What started out as a secure, single floppy, bootable Linux distribution for storing PGP keys, and encrypting, signing and wiping files, turned into a useable Linux distribution for the totally paranoid.

The homepage for Tinfoil Hat Linux claims that the distribution is effective if customers are using a computer that could have a keystroke logger installed, or if they need to use personal PGP keys at work, school or at a web hosting facility where they don't trust or own the equipment.

It is also useful if users maintain a PGP Certificate Authority or signing key and need a safe place to use the key. Or even if they simply don't want to risk putting a PGP key on a hard drive where someone else might have access to it.
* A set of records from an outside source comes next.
//! `/health` endpoint.

use serde::Serialize;
use std::time::Instant;

/// Health check response body.
#[derive(Debug, Clone, Serialize)]
pub struct HealthResponse {
    /// Always `"ok"` when the server is running.
    pub status: String,
    pub uptime_secs: u64,
    /// Open WebSocket connections.
    pub connections: usize,
    /// Rooms with at least one participant.
    pub active_sessions: usize,
}

pub fn health_check(start_time: Instant, connections: usize, sessions: usize) -> HealthResponse {
    HealthResponse {
        status: "ok".into(),
        uptime_secs: start_time.elapsed().as_secs(),
        connections,
        active_sessions: sessions,
    }
}
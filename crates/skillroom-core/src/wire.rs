//! Tagged events exchanged over the messaging channel.
//!
//! Every frame is a JSON object `{"event": "<kebab-name>", "data": {...}}`.
//! Unknown events and malformed payloads are rejected at decode time.

use serde::{Deserialize, Serialize};

use crate::chat::ChatMessage;
use crate::code::CodeUpdate;
use crate::errors::ProtocolError;
use crate::files::{FileChunk, FileOffer};
use crate::ids::{ParticipantId, PeerId, SessionId};

/// A room member as announced to others.
#[derive(Clone, Debug, PartialEq, Eq, Serialize, Deserialize)]
#[serde(rename_all = "camelCase")]
pub struct PeerInfo {
    pub participant_id: ParticipantId,
    pub display_name: String,
    #[serde(default, skip_serializing_if = "Option::is_none")]
    pub peer_id: Option<PeerId>,
}

/// Client → server events.
#[derive(Clone, Debug, PartialEq, Serialize, Deserialize)]
#[serde(
    tag = "event",
    content = "data",
    rename_all = "kebab-case",
    rename_all_fields = "camelCase"
)]
pub enum ClientMessage {
    JoinRoom {
        session_id: SessionId,
        participant_id: ParticipantId,
        display_name: String,
        #[serde(default, skip_serializing_if = "Option::is_none")]
        peer_id: Option<PeerId>,
    },
    LeaveRoom {
        session_id: SessionId,
    },
    SendMessage {
        session_id: SessionId,
        message: ChatMessage,
    },
    ShareFile {
        session_id: SessionId,
        file: FileOffer,
    },
    FileChunk {
        session_id: SessionId,
        chunk: FileChunk,
    },
    CodeUpdate {
        session_id: SessionId,
        update: CodeUpdate,
    },
}

impl ClientMessage {
    pub fn session_id(&self) -> &SessionId {
        match self {
            Self::JoinRoom { session_id, .. }
            | Self::LeaveRoom { session_id }
            | Self::SendMessage { session_id, .. }
            | Self::ShareFile { session_id, .. }
            | Self::FileChunk { session_id, .. }
            | Self::CodeUpdate { session_id, .. } => session_id,
        }
    }

    /// Event name as it appears on the wire.
    pub fn event_name(&self) -> &'static str {
        match self {
            Self::JoinRoom { .. } => "join-room",
            Self::LeaveRoom { .. } => "leave-room",
            Self::SendMessage { .. } => "send-message",
            Self::ShareFile { .. } => "share-file",
            Self::FileChunk { .. } => "file-chunk",
            Self::CodeUpdate { .. } => "code-update",
        }
    }
}

/// Server → client events.
#[derive(Clone, Debug, PartialEq, Serialize, Deserialize)]
#[serde(
    tag = "event",
    content = "data",
    rename_all = "kebab-case",
    rename_all_fields = "camelCase"
)]
pub enum ServerMessage {
    /// Join accepted. `participants` counts the joiner.
    Joined {
        session_id: SessionId,
        participant_id: ParticipantId,
        participants: usize,
    },
    IdentityRejected {
        session_id: SessionId,
        participant_id: ParticipantId,
        reason: String,
    },
    PeerJoined {
        session_id: SessionId,
        peer: PeerInfo,
    },
    PeerLeft {
        session_id: SessionId,
        participant_id: ParticipantId,
    },
    ReceiveMessage {
        session_id: SessionId,
        message: ChatMessage,
    },
    ShareFile {
        session_id: SessionId,
        file: FileOffer,
    },
    FileChunk {
        session_id: SessionId,
        chunk: FileChunk,
    },
    CodeUpdate {
        session_id: SessionId,
        update: CodeUpdate,
    },
    Error {
        code: String,
        message: String,
    },
}

impl ServerMessage {
    pub fn error(code: &str, message: impl Into<String>) -> Self {
        Self::Error {
            code: code.to_string(),
            message: message.into(),
        }
    }
}

pub fn encode<T: Serialize>(message: &T) -> Result<String, ProtocolError> {
    serde_json::to_string(message).map_err(|e| ProtocolError::Encode(e.to_string()))
}

/// Decode a text frame, enforcing `limit` bytes first.
pub fn decode<'a, T: Deserialize<'a>>(text: &'a str, limit: usize) -> Result<T, ProtocolError> {
    if text.len() > limit {
        return Err(ProtocolError::TooLarge {
            size: text.len(),
            limit,
        });
    }
    serde_json::from_str(text).map_err(|e| ProtocolError::InvalidMessage(e.to_string()))
}
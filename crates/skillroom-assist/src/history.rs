use skillroom_core::assist::AiTurn;

/// The newest `max_turns` turns of `turns`, in original order.
pub fn window_history(turns: &[AiTurn], max_turns: usize) -> &[AiTurn] {
    let start = turns.len().saturating_sub(max_turns);
    &turns[start..]
}
//! Messaging channel between a participant and the relay server.
//!
//! A [`Connector`] opens one [`Link`]: an outbound [`MessagingChannel`] plus
//! a receiver of decoded server events. The WebSocket implementation runs a
//! writer task and a reader task per link; both stop when the channel is
//! closed or the socket goes away.

use std::sync::atomic::{AtomicBool, Ordering};
use std::sync::Arc;

use async_trait::async_trait;
use futures::{SinkExt, StreamExt};
use tokio::sync::mpsc;
use tokio_tungstenite::connect_async;
use tokio_tungstenite::tungstenite::Message;
use tokio_util::sync::CancellationToken;
use tracing::{debug, info, warn};

use skillroom_core::wire::{self, ClientMessage, ServerMessage};

use crate::error::TransportError;

/// Buffered outbound frames per link.
const OUTBOUND_QUEUE: usize = 256;
/// Buffered inbound events per link.
const INBOUND_QUEUE: usize = 256;

/// Outbound half of an open link.
#[async_trait]
pub trait MessagingChannel: Send + Sync {
    async fn send(&self, message: &ClientMessage) -> Result<(), TransportError>;
    async fn close(&self);
    fn is_open(&self) -> bool;
}

/// An open connection to the relay.
pub struct Link {
    pub channel: Arc<dyn MessagingChannel>,
    pub inbound: mpsc::Receiver<ServerMessage>,
}

#[async_trait]
pub trait Connector: Send + Sync {
    async fn open(&self) -> Result<Link, TransportError>;
}

/// Connects to the relay's `/ws` endpoint.
pub struct WebSocketConnector {
    url: String,
    max_message_size: usize,
}

impl WebSocketConnector {
    pub fn new(url: impl Into<String>, max_message_size: usize) -> Self {
        Self {
            url: url.into(),
            max_message_size,
        }
    }
}

#[async_trait]
impl Connector for WebSocketConnector {
    async fn open(&self) -> Result<Link, TransportError> {
        let (socket, _) = connect_async(self.url.as_str())
            .await
            .map_err(|e| TransportError::Connect(e.to_string()))?;
        info!(url = %self.url, "messaging channel open");

        let (mut sink, mut stream) = socket.split();
        let (out_tx, mut out_rx) = mpsc::channel::<String>(OUTBOUND_QUEUE);
        let (in_tx, in_rx) = mpsc::channel::<ServerMessage>(INBOUND_QUEUE);
        let open = Arc::new(AtomicBool::new(true));
        let cancel = CancellationToken::new();

        let writer_cancel = cancel.clone();
        let writer_open = Arc::clone(&open);
        let _writer = tokio::spawn(async move {
            loop {
                tokio::select! {
                    frame = out_rx.recv() => {
                        let Some(text) = frame else { break };
                        if let Err(e) = sink.send(Message::Text(text.into())).await {
                            warn!(error = %e, "websocket write failed");
                            break;
                        }
                    }
                    () = writer_cancel.cancelled() => {
                        let _ = sink.send(Message::Close(None)).await;
                        break;
                    }
                }
            }
            writer_open.store(false, Ordering::Relaxed);
        });

        let reader_cancel = cancel.clone();
        let reader_open = Arc::clone(&open);
        let limit = self.max_message_size;
        let _reader = tokio::spawn(async move {
            loop {
                let frame = tokio::select! {
                    frame = stream.next() => frame,
                    () = reader_cancel.cancelled() => break,
                };
                match frame {
                    Some(Ok(Message::Text(text))) => {
                        match wire::decode::<ServerMessage>(text.as_str(), limit) {
                            Ok(event) => {
                                if in_tx.send(event).await.is_err() {
                                    break;
                                }
                            }
                            Err(e) => warn!(error = %e, "dropping undecodable server frame"),
                        }
                    }
                    Some(Ok(Message::Close(_))) | None => break,
                    Some(Ok(_)) => {}
                    Some(Err(e)) => {
                        warn!(error = %e, "websocket read failed");
                        break;
                    }
                }
            }
            reader_open.store(false, Ordering::Relaxed);
            debug!("messaging channel reader stopped");
        });

        Ok(Link {
            channel: Arc::new(WebSocketChannel {
                outbound: out_tx,
                open,
                cancel,
            }),
            inbound: in_rx,
        })
    }
}

struct WebSocketChannel {
    outbound: mpsc::Sender<String>,
    open: Arc<AtomicBool>,
    cancel: CancellationToken,
}

#[async_trait]
impl MessagingChannel for WebSocketChannel {
    async fn send(&self, message: &ClientMessage) -> Result<(), TransportError> {
        if !self.is_open() {
            return Err(TransportError::Closed);
        }
        let text = wire::encode(message)?;
        self.outbound
            .send(text)
            .await
            .map_err(|_| TransportError::Closed)
    }

    async fn close(&self) {
        self.open.store(false, Ordering::Relaxed);
        self.cancel.cancel();
    }

    fn is_open(&self) -> bool {
        self.open.load(Ordering::Relaxed) && !self.cancel.is_cancelled()
    }
}

/// In-memory connector for driving a session without a server.
pub mod loopback {
    use std::sync::atomic::{AtomicBool, AtomicUsize, Ordering};
    use std::sync::Arc;

    use async_trait::async_trait;
    use parking_lot::Mutex;
    use tokio::sync::mpsc;

    use skillroom_core::wire::{ClientMessage, ServerMessage};

    use super::{Connector, Link, MessagingChannel};
    use crate::error::TransportError;

    #[derive(Default)]
    struct Shared {
        sent: Mutex<Vec<ClientMessage>>,
        inject: Mutex<Option<mpsc::Sender<ServerMessage>>>,
        opens: AtomicUsize,
        closes: AtomicUsize,
        fail_sends: AtomicBool,
        refuse: AtomicBool,
    }

    /// Records everything sent and lets the caller inject server events.
    /// Clones share state.
    #[derive(Clone, Default)]
    pub struct LoopbackConnector {
        shared: Arc<Shared>,
    }

    impl LoopbackConnector {
        pub fn new() -> Self {
            Self::default()
        }

        pub fn sent(&self) -> Vec<ClientMessage> {
            self.shared.sent.lock().clone()
        }

        pub fn take_sent(&self) -> Vec<ClientMessage> {
            std::mem::take(&mut *self.shared.sent.lock())
        }

        pub fn opens(&self) -> usize {
            self.shared.opens.load(Ordering::Relaxed)
        }

        pub fn closes(&self) -> usize {
            self.shared.closes.load(Ordering::Relaxed)
        }

        pub fn fail_sends(&self, fail: bool) {
            self.shared.fail_sends.store(fail, Ordering::Relaxed);
        }

        pub fn refuse_connections(&self, refuse: bool) {
            self.shared.refuse.store(refuse, Ordering::Relaxed);
        }

        /// Queue a server event on the most recent link.
        pub fn inject(&self, event: ServerMessage) -> bool {
            match self.shared.inject.lock().as_ref() {
                Some(tx) => tx.try_send(event).is_ok(),
                None => false,
            }
        }

        /// End the most recent link's inbound stream.
        pub fn hang_up(&self) {
            let _ = self.shared.inject.lock().take();
        }
    }

    #[async_trait]
    impl Connector for LoopbackConnector {
        async fn open(&self) -> Result<Link, TransportError> {
            if self.shared.refuse.load(Ordering::Relaxed) {
                return Err(TransportError::Connect("connection refused".into()));
            }
            let _ = self.shared.opens.fetch_add(1, Ordering::Relaxed);
            let (tx, rx) = mpsc::channel(64);
            *self.shared.inject.lock() = Some(tx);
            Ok(Link {
                channel: Arc::new(LoopbackChannel {
                    shared: Arc::clone(&self.shared),
                    open: AtomicBool::new(true),
                }),
                inbound: rx,
            })
        }
    }

    struct LoopbackChannel {
        shared: Arc<Shared>,
        open: AtomicBool,
    }

    #[async_trait]
    impl MessagingChannel for LoopbackChannel {
        async fn send(&self, message: &ClientMessage) -> Result<(), TransportError> {
            if !self.is_open() || self.shared.fail_sends.load(Ordering::Relaxed) {
                return Err(TransportError::Closed);
            }
            self.shared.sent.lock().push(message.clone());
            Ok(())
        }

        async fn close(&self) {
            if self.open.swap(false, Ordering::Relaxed) {
                let _ = self.shared.closes.fetch_add(1, Ordering::Relaxed);
            }
        }

        fn is_open(&self) -> bool {
            self.open.load(Ordering::Relaxed)
        }
    }
}
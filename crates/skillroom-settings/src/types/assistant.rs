use serde::{Deserialize, Serialize};

/// Default system prompt for the learning assistant.
pub const DEFAULT_SYSTEM_PROMPT: &str = "You are an AI learning assistant helping a student. \
Provide clear, helpful explanations that guide the student toward understanding. \
Be encouraging and patient.";

/// Which answer backend the server uses.
#[derive(Clone, Copy, Debug, Default, PartialEq, Eq, Serialize, Deserialize)]
#[serde(rename_all = "lowercase")]
pub enum AssistantProvider {
    /// OpenAI-compatible `/chat/completions` endpoint.
    #[default]
    OpenAi,
    /// Canned answers, no network.
    Mock,
}

/// AI question-answering settings.
#[derive(Clone, Debug, Serialize, Deserialize)]
#[serde(rename_all = "camelCase", default)]
pub struct AssistantSettings {
    pub provider: AssistantProvider,
    /// Base URL of the OpenAI-compatible API (without `/chat/completions`).
    pub base_url: String,
    pub model: String,
    /// Name of the env var holding the API key. The key itself never lives
    /// in the settings file.
    pub api_key_env: String,
    pub system_prompt: String,
    /// Per-request timeout.
    pub timeout_ms: u64,
    /// Retries for retryable failures (rate limit, 5xx, network).
    pub max_retries: u32,
    /// Prior turns forwarded with each question.
    pub max_history_turns: usize,
}

impl Default for AssistantSettings {
    fn default() -> Self {
        Self {
            provider: AssistantProvider::OpenAi,
            base_url: "https://openrouter.ai/api/v1".to_string(),
            model: "gpt-3.5-turbo".to_string(),
            api_key_env: "OPENROUTER_API_KEY".to_string(),
            system_prompt: DEFAULT_SYSTEM_PROMPT.to_string(),
            timeout_ms: 30_000,
            max_retries: 2,
            max_history_turns: 20,
        }
    }
}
Tinfoil Hat Linux protects against worms and viruses as the operating system doesn't support networking. It compiles all binaries statically, and all non-root partitions are mounted with no-execute permissions.

All temporary files are created on an encrypted Ramdisk which is destroyed on shutdown preventing file retrieval "even the PGP key file information can be stored encrypted on the floppy", according to the author.

The operating system even protects against keystroke monitoring by using a video game-style character entry system, like playing Asteroids, instead of typing in a pass phrase.

And if you start the 'Paranoid' options, random encryption keys are generated in the background and random documents are encrypted making it harder to determine when the real encryption is taking place.